// Plugin registration and read routes

use std::sync::Arc;

use axum::{
    extract::{Path, State},
    http::StatusCode,
    routing::{get, post},
    Json, Router,
};
use conductor_contracts::{validate_plugin, PluginManifest, PluginSpec};
use conductor_engine::WorkflowEngine;
use conductor_storage::{Database, PluginRow, StoreError, UpdatePlugin};
use serde::{Deserialize, Serialize};
use serde_json::json;
use utoipa::ToSchema;

use crate::error::ApiError;

/// App state
#[derive(Clone)]
pub struct AppState {
    pub db: Database,
    pub engine: Arc<WorkflowEngine>,
    pub development: bool,
}

/// Request to update a registered plugin
#[derive(Debug, Deserialize, ToSchema)]
pub struct UpdatePluginRequest {
    pub digest: Option<String>,
    pub version: Option<String>,
    pub spec: Option<PluginSpec>,
}

/// Registration/update acknowledgement
#[derive(Debug, Serialize, ToSchema)]
pub struct PluginResponse {
    pub message: String,
    pub plugin: PluginManifest,
}

/// Create plugin routes
pub fn routes(state: AppState) -> Router {
    Router::new()
        .route("/api/plugins", post(register_plugin).get(list_plugins))
        .route("/api/plugins/:id", get(get_plugin).put(update_plugin))
        .with_state(state)
}

/// POST /api/plugins - Register a plugin
#[utoipa::path(
    post,
    path = "/api/plugins",
    request_body = PluginManifest,
    responses(
        (status = 201, description = "Plugin registered", body = PluginResponse),
        (status = 400, description = "Validation failed or id already registered")
    ),
    tag = "plugins"
)]
pub async fn register_plugin(
    State(state): State<AppState>,
    Json(body): Json<serde_json::Value>,
) -> Result<(StatusCode, Json<PluginResponse>), ApiError> {
    let manifest: PluginManifest = serde_json::from_value(body)
        .map_err(|e| ApiError::bad_request(format!("Invalid plugin document: {}", e), vec![]))?;

    let errors = validate_plugin(&manifest);
    if !errors.is_empty() {
        return Err(ApiError::bad_request("Plugin validation failed", errors));
    }

    let spec_json = serde_json::to_value(&manifest.spec)
        .map_err(|e| ApiError::internal(e.to_string(), state.development))?;

    let row = state
        .db
        .create_plugin(
            &manifest.id,
            &manifest.name,
            &manifest.image,
            manifest.digest.as_deref(),
            manifest.version.as_deref(),
            &spec_json,
        )
        .await
        .map_err(|e| match e {
            StoreError::Constraint(_) => ApiError::bad_request(
                format!("plugin '{}' is already registered", manifest.id),
                vec![],
            ),
            other => ApiError::internal(other.to_string(), state.development),
        })?;

    tracing::info!(plugin_id = %row.id, "plugin registered");
    let plugin = manifest_from_row(row, state.development)?;
    Ok((
        StatusCode::CREATED,
        Json(PluginResponse {
            message: "Plugin registered".to_string(),
            plugin,
        }),
    ))
}

/// GET /api/plugins - List registered plugins
#[utoipa::path(
    get,
    path = "/api/plugins",
    responses((status = 200, description = "Registered plugins", body = [PluginManifest])),
    tag = "plugins"
)]
pub async fn list_plugins(
    State(state): State<AppState>,
) -> Result<Json<serde_json::Value>, ApiError> {
    let rows = state
        .db
        .list_plugins()
        .await
        .map_err(|e| ApiError::internal(e.to_string(), state.development))?;

    let plugins = rows
        .into_iter()
        .map(|row| manifest_from_row(row, state.development))
        .collect::<Result<Vec<_>, _>>()?;

    Ok(Json(json!({ "plugins": plugins })))
}

/// GET /api/plugins/:id - One plugin by id
#[utoipa::path(
    get,
    path = "/api/plugins/{id}",
    params(("id" = String, Path, description = "Plugin ID")),
    responses(
        (status = 200, description = "Plugin found", body = PluginManifest),
        (status = 404, description = "Plugin not found")
    ),
    tag = "plugins"
)]
pub async fn get_plugin(
    State(state): State<AppState>,
    Path(id): Path<String>,
) -> Result<Json<PluginManifest>, ApiError> {
    let row = state
        .db
        .get_plugin(&id)
        .await
        .map_err(|e| ApiError::internal(e.to_string(), state.development))?
        .ok_or_else(|| ApiError::not_found(format!("plugin '{}' not found", id)))?;

    Ok(Json(manifest_from_row(row, state.development)?))
}

/// PUT /api/plugins/:id - Update digest, version, or spec
#[utoipa::path(
    put,
    path = "/api/plugins/{id}",
    params(("id" = String, Path, description = "Plugin ID")),
    request_body = UpdatePluginRequest,
    responses(
        (status = 200, description = "Plugin updated", body = PluginResponse),
        (status = 404, description = "Plugin not found")
    ),
    tag = "plugins"
)]
pub async fn update_plugin(
    State(state): State<AppState>,
    Path(id): Path<String>,
    Json(request): Json<UpdatePluginRequest>,
) -> Result<Json<PluginResponse>, ApiError> {
    let spec_json = request
        .spec
        .map(|s| serde_json::to_value(&s))
        .transpose()
        .map_err(|e| ApiError::internal(e.to_string(), state.development))?;

    let row = state
        .db
        .update_plugin(
            &id,
            UpdatePlugin {
                digest: request.digest,
                version: request.version,
                spec: spec_json,
            },
        )
        .await
        .map_err(|e| ApiError::internal(e.to_string(), state.development))?
        .ok_or_else(|| ApiError::not_found(format!("plugin '{}' not found", id)))?;

    // The engine memoises plugin specs; drop the stale entry
    state.engine.registry().invalidate(&id);

    tracing::info!(plugin_id = %id, "plugin updated");
    let plugin = manifest_from_row(row, state.development)?;
    Ok(Json(PluginResponse {
        message: "Plugin updated".to_string(),
        plugin,
    }))
}

fn manifest_from_row(row: PluginRow, development: bool) -> Result<PluginManifest, ApiError> {
    let spec: PluginSpec = serde_json::from_value(row.spec)
        .map_err(|e| ApiError::internal(e.to_string(), development))?;

    Ok(PluginManifest {
        id: row.id,
        name: row.name,
        image: row.image,
        digest: row.digest,
        version: row.version,
        spec,
    })
}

———

What the task asks: Retype the records, line for line.

Solution to this problem:
// Plugin registration and read routes

use std::sync::Arc;

use axum::{
    extract::{Path, State},
    http::StatusCode,
    routing::{get, post},
    Json, Router,
};
use conductor_contracts::{validate_plugin, PluginManifest, PluginSpec};
use conductor_engine::WorkflowEngine;
use conductor_storage::{Database, PluginRow, StoreError, UpdatePlugin};
use serde::{Deserialize, Serialize};
use serde_json::json;
use utoipa::ToSchema;

use crate::error::ApiError;

/// App state
#[derive(Clone)]
pub struct AppState {
    pub db: Database,
    pub engine: Arc<WorkflowEngine>,
    pub development: bool,
}

/// Request to update a registered plugin
#[derive(Debug, Deserialize, ToSchema)]
pub struct UpdatePluginRequest {
    pub digest: Option<String>,
    pub version: Option<String>,
    pub spec: Option<PluginSpec>,
}

/// Registration/update acknowledgement
#[derive(Debug, Serialize, ToSchema)]
pub struct PluginResponse {
    pub message: String,
    pub plugin: PluginManifest,
}

/// Create plugin routes
pub fn routes(state: AppState) -> Router {
    Router::new()
        .route("/api/plugins", post(register_plugin).get(list_plugins))
        .route("/api/plugins/:id", get(get_plugin).put(update_plugin))
        .with_state(state)
}

/// POST /api/plugins - Register a plugin
#[utoipa::path(
    post,
    path = "/api/plugins",
    request_body = PluginManifest,
    responses(
        (status = 201, description = "Plugin registered", body = PluginResponse),
        (status = 400, description = "Validation failed or id already registered")
    ),
    tag = "plugins"
)]
pub async fn register_plugin(
    State(state): State<AppState>,
    Json(body): Json<serde_json::Value>,
) -> Result<(StatusCode, Json<PluginResponse>), ApiError> {
    let manifest: PluginManifest = serde_json::from_value(body)
        .map_err(|e| ApiError::bad_request(format!("Invalid plugin document: {}", e), vec![]))?;

    let errors = validate_plugin(&manifest);
    if !errors.is_empty() {
        return Err(ApiError::bad_request("Plugin validation failed", errors));
    }

    let spec_json = serde_json::to_value(&manifest.spec)
        .map_err(|e| ApiError::internal(e.to_string(), state.development))?;

    let row = state
        .db
        .create_plugin(
            &manifest.id,
            &manifest.name,
            &manifest.image,
            manifest.digest.as_deref(),
            manifest.version.as_deref(),
            &spec_json,
        )
        .await
        .map_err(|e| match e {
            StoreError::Constraint(_) => ApiError::bad_request(
                format!("plugin '{}' is already registered", manifest.id),
                vec![],
            ),
            other => ApiError::internal(other.to_string(), state.development),
        })?;

    tracing::info!(plugin_id = %row.id, "plugin registered");
    let plugin = manifest_from_row(row, state.development)?;
    Ok((
        StatusCode::CREATED,
        Json(PluginResponse {
            message: "Plugin registered".to_string(),
            plugin,
        }),
    ))
}

/// GET /api/plugins - List registered plugins
#[utoipa::path(
    get,
    path = "/api/plugins",
    responses((status = 200, description = "Registered plugins", body = [PluginManifest])),
    tag = "plugins"
)]
pub async fn list_plugins(
    State(state): State<AppState>,
) -> Result<Json<serde_json::Value>, ApiError> {
    let rows = state
        .db
        .list_plugins()
        .await
        .map_err(|e| ApiError::internal(e.to_string(), state.development))?;

    let plugins = rows
        .into_iter()
        .map(|row| manifest_from_row(row, state.development))
        .collect::<Result<Vec<_>, _>>()?;

    Ok(Json(json!({ "plugins": plugins })))
}

/// GET /api/plugins/:id - One plugin by id
#[utoipa::path(
    get,
    path = "/api/plugins/{id}",
    params(("id" = String, Path, description = "Plugin ID")),
    responses(
        (status = 200, description = "Plugin found", body = PluginManifest),
        (status = 404, description = "Plugin not found")
    ),
    tag = "plugins"
)]
pub async fn get_plugin(
    State(state): State<AppState>,
    Path(id): Path<String>,
) -> Result<Json<PluginManifest>, ApiError> {
    let row = state
        .db
        .get_plugin(&id)
        .await
        .map_err(|e| ApiError::internal(e.to_string(), state.development))?
        .ok_or_else(|| ApiError::not_found(format!("plugin '{}' not found", id)))?;

    Ok(Json(manifest_from_row(row, state.development)?))
}

/// PUT /api/plugins/:id - Update digest, version, or spec
#[utoipa::path(
    put,
    path = "/api/plugins/{id}",
    params(("id" = String, Path, description = "Plugin ID")),
    request_body = UpdatePluginRequest,
    responses(
        (status = 200, description = "Plugin updated", body = PluginResponse),
        (status = 404, description = "Plugin not found")
    ),
    tag = "plugins"
)]
pub async fn update_plugin(
    State(state): State<AppState>,
    Path(id): Path<String>,
    Json(request): Json<UpdatePluginRequest>,
) -> Result<Json<PluginResponse>, ApiError> {
    let spec_json = request
        .spec
        .map(|s| serde_json::to_value(&s))
        .transpose()
        .map_err(|e| ApiError::internal(e.to_string(), state.development))?;

    let row = state
        .db
        .update_plugin(
            &id,
            UpdatePlugin {
                digest: request.digest,
                version: request.version,
                spec: spec_json,
            },
        )
        .await
        .map_err(|e| ApiError::internal(e.to_string(), state.development))?
        .ok_or_else(|| ApiError::not_found(format!("plugin '{}' not found", id)))?;

    // The engine memoises plugin specs; drop the stale entry
    state.engine.registry().invalidate(&id);

    tracing::info!(plugin_id = %id, "plugin updated");
    let plugin = manifest_from_row(row, state.development)?;
    Ok(Json(PluginResponse {
        message: "Plugin updated".to_string(),
        plugin,
    }))
}

fn manifest_from_row(row: PluginRow, development: bool) -> Result<PluginManifest, ApiError> {
    let spec: PluginSpec = serde_json::from_value(row.spec)
        .map_err(|e| ApiError::internal(e.to_string(), development))?;

    Ok(PluginManifest {
        id: row.id,
        name: row.name,
        image: row.image,
        digest: row.digest,
        version: row.version,
        spec,
    })
}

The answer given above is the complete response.